## [PROBLEM REQUIREMENTS]
Determine how many lines in the data below contain "title" and write only that number.

┌─ INFORMATION GIVEN

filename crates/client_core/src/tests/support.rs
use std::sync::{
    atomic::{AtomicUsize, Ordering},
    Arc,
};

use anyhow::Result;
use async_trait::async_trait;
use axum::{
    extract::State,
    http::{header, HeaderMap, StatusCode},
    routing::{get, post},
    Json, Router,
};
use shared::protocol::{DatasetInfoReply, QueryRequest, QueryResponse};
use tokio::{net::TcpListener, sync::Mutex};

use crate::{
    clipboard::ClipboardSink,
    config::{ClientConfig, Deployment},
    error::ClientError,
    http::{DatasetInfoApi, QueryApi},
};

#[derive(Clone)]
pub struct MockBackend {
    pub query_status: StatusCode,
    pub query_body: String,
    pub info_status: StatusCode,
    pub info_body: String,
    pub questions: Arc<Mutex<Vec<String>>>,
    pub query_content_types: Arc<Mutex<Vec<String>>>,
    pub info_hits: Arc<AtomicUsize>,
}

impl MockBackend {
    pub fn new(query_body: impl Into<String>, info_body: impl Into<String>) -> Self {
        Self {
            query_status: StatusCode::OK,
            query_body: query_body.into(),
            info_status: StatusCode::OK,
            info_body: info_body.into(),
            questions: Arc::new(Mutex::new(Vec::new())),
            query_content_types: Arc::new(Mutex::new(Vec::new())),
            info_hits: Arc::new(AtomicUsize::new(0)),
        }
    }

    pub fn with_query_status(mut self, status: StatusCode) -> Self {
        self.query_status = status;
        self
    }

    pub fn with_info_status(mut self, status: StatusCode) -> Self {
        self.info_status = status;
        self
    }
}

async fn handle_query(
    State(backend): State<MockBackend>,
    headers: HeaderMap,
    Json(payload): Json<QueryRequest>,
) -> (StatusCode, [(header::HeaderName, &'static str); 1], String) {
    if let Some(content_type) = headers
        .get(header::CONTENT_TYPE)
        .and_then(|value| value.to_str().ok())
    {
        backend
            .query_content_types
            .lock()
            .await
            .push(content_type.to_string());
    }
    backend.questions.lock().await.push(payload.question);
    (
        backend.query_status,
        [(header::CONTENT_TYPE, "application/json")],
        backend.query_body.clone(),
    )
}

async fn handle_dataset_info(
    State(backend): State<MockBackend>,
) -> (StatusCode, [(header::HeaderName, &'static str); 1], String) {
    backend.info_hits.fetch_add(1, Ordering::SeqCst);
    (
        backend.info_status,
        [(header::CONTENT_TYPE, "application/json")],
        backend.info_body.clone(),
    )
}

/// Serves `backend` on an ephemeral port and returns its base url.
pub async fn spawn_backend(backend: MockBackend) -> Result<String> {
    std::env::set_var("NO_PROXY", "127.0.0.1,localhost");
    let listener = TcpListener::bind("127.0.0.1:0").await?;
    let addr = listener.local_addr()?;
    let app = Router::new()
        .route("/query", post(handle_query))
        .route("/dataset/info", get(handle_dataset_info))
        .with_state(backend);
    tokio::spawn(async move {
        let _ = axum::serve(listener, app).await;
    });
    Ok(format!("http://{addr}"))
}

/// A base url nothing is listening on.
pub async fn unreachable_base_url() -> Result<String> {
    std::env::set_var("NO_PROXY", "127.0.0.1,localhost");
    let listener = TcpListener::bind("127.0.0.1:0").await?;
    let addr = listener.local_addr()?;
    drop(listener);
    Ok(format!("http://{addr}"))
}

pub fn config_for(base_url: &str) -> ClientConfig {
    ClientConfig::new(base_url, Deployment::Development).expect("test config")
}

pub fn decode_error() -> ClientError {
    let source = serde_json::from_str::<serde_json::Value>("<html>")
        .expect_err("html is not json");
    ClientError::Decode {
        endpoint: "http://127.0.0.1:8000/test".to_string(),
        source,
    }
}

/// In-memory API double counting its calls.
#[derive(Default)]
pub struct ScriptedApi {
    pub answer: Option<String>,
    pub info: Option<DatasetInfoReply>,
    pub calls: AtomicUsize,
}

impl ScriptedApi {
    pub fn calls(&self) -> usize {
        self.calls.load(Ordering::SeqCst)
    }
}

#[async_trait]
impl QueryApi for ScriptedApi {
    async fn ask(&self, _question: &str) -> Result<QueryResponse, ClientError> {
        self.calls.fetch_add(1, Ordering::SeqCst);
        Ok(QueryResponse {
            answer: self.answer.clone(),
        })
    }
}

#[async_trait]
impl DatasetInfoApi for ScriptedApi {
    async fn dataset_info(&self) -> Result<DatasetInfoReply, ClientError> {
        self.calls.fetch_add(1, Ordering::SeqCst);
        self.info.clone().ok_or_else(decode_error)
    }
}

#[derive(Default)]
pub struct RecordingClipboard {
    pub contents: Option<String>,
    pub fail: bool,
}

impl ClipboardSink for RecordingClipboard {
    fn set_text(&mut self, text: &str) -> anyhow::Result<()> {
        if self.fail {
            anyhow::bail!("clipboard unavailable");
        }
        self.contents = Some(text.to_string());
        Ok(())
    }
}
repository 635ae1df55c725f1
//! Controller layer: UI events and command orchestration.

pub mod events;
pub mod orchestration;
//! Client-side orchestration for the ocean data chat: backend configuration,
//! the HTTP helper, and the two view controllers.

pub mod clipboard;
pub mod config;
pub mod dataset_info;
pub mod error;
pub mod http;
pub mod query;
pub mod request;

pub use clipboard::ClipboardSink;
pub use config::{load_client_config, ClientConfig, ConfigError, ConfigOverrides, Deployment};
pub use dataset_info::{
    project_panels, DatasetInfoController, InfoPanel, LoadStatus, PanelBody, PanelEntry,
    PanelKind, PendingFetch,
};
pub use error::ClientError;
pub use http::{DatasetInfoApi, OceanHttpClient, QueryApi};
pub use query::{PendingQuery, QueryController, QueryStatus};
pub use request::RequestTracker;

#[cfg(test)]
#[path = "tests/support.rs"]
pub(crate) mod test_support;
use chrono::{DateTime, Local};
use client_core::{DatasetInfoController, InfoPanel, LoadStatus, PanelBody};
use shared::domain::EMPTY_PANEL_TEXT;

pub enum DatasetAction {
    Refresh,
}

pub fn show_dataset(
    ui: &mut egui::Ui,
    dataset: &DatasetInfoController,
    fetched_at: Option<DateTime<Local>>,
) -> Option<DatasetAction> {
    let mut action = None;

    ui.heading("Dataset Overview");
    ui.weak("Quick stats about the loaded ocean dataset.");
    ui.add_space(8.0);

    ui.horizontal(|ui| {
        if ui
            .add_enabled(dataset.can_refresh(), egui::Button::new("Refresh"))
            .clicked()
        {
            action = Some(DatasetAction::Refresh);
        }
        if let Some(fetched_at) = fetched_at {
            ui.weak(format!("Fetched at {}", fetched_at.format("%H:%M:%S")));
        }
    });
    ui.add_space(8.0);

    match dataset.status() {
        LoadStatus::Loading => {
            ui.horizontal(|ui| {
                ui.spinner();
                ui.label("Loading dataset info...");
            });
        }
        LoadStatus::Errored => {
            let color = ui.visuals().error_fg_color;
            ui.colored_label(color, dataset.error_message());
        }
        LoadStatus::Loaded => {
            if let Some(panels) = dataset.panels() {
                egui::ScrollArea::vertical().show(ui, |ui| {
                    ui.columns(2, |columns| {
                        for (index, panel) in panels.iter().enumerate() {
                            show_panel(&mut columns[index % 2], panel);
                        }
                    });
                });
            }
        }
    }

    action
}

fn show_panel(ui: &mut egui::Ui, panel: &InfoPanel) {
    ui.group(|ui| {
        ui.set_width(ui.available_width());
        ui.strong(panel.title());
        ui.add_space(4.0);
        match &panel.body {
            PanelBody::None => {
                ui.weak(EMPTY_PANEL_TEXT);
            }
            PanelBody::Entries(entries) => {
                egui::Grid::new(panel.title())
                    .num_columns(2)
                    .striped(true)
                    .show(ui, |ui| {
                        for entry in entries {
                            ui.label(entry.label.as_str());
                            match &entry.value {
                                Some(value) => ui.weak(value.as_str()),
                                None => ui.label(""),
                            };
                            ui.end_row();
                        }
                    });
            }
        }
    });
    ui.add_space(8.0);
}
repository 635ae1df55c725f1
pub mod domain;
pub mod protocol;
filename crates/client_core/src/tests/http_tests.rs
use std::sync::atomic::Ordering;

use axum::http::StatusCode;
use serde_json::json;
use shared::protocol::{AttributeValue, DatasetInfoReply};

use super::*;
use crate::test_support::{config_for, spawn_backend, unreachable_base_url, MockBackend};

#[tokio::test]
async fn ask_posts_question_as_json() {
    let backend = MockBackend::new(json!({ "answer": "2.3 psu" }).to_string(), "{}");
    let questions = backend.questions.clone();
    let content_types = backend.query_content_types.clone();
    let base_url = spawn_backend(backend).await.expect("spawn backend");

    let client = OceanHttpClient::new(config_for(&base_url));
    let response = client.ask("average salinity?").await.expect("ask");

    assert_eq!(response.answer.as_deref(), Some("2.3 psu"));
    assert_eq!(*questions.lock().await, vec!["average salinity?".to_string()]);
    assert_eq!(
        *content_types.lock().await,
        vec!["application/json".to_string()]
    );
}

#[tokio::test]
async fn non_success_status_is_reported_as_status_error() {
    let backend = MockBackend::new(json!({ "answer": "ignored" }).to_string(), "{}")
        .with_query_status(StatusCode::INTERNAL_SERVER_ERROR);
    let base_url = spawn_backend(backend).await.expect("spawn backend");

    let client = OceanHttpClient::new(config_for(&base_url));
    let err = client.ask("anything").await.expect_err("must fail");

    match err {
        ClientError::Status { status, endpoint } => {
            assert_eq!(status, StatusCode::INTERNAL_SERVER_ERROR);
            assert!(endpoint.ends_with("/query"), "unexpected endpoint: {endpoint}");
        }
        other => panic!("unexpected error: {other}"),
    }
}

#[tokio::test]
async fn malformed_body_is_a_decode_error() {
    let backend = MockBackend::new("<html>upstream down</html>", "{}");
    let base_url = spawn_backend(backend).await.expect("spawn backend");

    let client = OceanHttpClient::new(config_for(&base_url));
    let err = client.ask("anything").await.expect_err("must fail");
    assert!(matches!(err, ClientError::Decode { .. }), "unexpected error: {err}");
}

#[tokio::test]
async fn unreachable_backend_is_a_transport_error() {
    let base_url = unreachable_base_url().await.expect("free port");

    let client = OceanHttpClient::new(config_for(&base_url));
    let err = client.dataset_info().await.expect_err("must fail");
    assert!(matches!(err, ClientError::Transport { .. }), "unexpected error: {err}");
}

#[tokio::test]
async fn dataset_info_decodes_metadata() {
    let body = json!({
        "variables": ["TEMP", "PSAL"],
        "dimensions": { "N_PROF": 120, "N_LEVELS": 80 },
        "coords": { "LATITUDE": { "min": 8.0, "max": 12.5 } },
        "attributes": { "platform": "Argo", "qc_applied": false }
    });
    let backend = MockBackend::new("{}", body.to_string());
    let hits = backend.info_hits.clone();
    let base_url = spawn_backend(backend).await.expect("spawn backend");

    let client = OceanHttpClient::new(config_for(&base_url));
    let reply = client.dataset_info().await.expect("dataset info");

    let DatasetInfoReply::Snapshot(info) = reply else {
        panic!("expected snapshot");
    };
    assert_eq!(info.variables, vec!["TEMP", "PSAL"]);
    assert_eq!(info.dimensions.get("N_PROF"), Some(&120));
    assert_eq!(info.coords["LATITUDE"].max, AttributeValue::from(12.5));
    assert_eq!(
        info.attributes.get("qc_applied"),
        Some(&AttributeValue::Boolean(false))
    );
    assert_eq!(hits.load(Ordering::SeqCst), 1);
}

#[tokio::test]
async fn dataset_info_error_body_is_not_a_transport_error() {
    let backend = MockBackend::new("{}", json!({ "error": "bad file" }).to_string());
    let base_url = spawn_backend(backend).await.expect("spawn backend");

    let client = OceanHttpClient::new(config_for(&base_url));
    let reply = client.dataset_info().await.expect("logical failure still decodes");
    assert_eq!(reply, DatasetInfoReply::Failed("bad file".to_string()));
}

└─

## [RESULT BELOW]
2